Information provided:

_ _ _

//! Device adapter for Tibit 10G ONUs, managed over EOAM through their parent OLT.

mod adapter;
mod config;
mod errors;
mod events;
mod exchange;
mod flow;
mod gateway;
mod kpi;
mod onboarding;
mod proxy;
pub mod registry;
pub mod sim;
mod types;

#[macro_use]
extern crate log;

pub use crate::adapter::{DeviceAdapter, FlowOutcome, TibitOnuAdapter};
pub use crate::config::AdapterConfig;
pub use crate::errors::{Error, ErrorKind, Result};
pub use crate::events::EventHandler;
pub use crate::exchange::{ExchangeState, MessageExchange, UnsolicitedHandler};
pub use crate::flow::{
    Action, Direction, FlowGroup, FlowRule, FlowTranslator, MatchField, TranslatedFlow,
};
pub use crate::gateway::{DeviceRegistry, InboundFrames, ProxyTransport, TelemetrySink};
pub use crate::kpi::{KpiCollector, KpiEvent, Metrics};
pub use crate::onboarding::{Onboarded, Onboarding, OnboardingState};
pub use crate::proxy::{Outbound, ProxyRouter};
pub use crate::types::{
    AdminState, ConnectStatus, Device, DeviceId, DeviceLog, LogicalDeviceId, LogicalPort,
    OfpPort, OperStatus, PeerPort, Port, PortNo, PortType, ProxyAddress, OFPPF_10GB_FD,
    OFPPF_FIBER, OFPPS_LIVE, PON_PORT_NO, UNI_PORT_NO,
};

_ _ _

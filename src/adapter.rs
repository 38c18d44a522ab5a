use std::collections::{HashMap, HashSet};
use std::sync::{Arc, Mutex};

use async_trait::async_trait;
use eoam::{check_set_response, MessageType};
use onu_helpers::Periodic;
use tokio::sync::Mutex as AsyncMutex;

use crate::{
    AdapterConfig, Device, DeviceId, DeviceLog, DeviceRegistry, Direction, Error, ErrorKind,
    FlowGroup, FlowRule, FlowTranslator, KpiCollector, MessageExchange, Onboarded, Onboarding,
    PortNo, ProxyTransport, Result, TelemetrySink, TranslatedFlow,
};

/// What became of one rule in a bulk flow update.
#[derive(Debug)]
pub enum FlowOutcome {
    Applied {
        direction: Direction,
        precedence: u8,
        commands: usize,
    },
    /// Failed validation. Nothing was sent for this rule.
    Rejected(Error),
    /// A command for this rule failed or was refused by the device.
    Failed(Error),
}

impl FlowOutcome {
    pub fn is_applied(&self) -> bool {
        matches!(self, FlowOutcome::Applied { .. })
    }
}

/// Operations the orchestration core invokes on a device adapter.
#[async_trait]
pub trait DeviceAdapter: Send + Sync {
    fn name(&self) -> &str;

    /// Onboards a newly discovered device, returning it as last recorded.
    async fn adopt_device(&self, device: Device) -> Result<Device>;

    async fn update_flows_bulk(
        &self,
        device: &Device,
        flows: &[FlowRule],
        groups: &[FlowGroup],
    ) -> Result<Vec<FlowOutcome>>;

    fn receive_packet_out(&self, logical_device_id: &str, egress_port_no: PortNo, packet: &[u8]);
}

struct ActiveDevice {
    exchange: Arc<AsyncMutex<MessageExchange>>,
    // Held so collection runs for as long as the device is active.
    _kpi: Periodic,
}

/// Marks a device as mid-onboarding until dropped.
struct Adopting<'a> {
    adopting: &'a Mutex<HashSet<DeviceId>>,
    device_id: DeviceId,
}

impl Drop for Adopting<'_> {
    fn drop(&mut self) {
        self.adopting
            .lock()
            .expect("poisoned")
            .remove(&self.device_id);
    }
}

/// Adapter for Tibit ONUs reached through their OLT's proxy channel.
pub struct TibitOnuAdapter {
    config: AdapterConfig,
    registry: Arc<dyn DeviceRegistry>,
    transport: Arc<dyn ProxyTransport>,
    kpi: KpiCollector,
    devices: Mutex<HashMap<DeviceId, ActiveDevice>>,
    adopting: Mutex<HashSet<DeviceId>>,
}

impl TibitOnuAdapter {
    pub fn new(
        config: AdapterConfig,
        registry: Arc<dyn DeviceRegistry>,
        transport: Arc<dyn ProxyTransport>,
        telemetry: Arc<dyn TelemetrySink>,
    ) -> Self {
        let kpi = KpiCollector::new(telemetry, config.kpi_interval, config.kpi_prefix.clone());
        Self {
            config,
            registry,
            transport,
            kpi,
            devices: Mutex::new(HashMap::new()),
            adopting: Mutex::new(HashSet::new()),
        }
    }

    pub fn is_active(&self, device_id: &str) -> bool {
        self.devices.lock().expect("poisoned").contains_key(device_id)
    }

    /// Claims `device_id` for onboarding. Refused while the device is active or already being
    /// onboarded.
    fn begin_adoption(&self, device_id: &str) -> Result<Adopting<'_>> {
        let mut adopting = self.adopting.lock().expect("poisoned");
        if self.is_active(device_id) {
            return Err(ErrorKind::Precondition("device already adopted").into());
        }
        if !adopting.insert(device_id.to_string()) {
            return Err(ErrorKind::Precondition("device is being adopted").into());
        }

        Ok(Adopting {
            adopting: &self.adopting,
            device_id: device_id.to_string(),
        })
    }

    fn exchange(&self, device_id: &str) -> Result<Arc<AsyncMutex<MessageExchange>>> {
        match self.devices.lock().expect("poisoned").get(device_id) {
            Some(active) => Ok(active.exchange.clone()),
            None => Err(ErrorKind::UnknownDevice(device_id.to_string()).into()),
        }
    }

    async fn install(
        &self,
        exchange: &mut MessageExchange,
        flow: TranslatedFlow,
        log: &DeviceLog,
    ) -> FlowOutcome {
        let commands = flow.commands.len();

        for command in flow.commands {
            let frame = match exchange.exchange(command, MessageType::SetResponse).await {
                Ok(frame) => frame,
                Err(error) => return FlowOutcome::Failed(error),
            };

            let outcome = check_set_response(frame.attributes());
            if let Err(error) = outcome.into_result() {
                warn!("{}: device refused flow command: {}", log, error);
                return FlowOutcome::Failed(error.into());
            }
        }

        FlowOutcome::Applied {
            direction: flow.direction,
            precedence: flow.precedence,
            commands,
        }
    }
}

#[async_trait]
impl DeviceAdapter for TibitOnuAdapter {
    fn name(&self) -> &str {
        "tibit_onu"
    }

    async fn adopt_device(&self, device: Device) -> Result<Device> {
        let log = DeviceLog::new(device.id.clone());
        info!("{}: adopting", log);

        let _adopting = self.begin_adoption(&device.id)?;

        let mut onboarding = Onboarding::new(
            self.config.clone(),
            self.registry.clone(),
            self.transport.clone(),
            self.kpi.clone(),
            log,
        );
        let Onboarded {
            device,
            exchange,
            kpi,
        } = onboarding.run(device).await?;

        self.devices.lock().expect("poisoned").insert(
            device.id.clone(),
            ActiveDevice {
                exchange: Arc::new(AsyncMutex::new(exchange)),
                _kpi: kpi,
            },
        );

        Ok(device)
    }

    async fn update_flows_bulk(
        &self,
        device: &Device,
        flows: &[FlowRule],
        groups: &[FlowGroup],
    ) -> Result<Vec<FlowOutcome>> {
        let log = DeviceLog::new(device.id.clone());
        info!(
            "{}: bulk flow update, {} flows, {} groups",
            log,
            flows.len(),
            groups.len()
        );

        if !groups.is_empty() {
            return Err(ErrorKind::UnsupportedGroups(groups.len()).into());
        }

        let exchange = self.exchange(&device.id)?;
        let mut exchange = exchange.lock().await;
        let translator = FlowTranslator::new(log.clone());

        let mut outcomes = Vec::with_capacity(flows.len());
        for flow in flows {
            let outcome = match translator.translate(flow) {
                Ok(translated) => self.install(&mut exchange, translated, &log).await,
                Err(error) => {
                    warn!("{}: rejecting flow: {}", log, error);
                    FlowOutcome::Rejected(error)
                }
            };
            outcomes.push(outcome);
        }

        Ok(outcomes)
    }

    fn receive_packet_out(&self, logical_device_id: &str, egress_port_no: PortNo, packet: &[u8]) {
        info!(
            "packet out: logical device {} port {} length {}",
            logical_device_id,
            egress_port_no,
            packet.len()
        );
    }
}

_ _ _

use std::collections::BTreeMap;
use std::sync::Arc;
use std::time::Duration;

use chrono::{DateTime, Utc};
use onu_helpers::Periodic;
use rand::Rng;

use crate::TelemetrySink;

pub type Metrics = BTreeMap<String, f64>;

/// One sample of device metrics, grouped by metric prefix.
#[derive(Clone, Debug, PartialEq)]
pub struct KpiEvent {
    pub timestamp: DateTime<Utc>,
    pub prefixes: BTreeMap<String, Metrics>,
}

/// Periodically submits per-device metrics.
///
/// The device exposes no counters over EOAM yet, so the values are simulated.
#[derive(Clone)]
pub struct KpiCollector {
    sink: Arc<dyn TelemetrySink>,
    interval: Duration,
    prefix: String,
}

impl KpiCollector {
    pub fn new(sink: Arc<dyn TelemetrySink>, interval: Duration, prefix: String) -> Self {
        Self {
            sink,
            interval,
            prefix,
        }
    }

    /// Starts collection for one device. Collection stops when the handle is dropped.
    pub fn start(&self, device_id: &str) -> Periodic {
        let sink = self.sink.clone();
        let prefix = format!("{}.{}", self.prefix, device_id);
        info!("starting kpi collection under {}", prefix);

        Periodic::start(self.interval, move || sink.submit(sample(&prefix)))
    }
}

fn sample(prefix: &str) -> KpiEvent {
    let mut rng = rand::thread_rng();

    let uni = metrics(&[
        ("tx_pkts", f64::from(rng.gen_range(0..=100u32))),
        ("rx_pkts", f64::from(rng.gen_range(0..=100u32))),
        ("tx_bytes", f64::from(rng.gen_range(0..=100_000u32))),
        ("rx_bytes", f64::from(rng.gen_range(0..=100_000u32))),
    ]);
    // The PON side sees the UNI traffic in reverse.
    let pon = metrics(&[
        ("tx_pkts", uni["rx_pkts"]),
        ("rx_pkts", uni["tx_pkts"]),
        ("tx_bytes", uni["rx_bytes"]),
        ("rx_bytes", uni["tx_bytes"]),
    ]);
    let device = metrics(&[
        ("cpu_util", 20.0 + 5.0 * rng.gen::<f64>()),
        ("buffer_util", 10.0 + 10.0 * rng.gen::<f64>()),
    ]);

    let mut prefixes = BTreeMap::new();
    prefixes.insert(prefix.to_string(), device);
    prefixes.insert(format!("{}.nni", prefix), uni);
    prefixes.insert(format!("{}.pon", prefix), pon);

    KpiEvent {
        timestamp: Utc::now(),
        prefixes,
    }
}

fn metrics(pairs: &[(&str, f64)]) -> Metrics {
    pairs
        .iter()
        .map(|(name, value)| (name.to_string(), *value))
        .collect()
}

_ _ _

Brief: Please find out how many lines of the material contain the string "HashMap" and answer with the count alone.

Problem solution: 3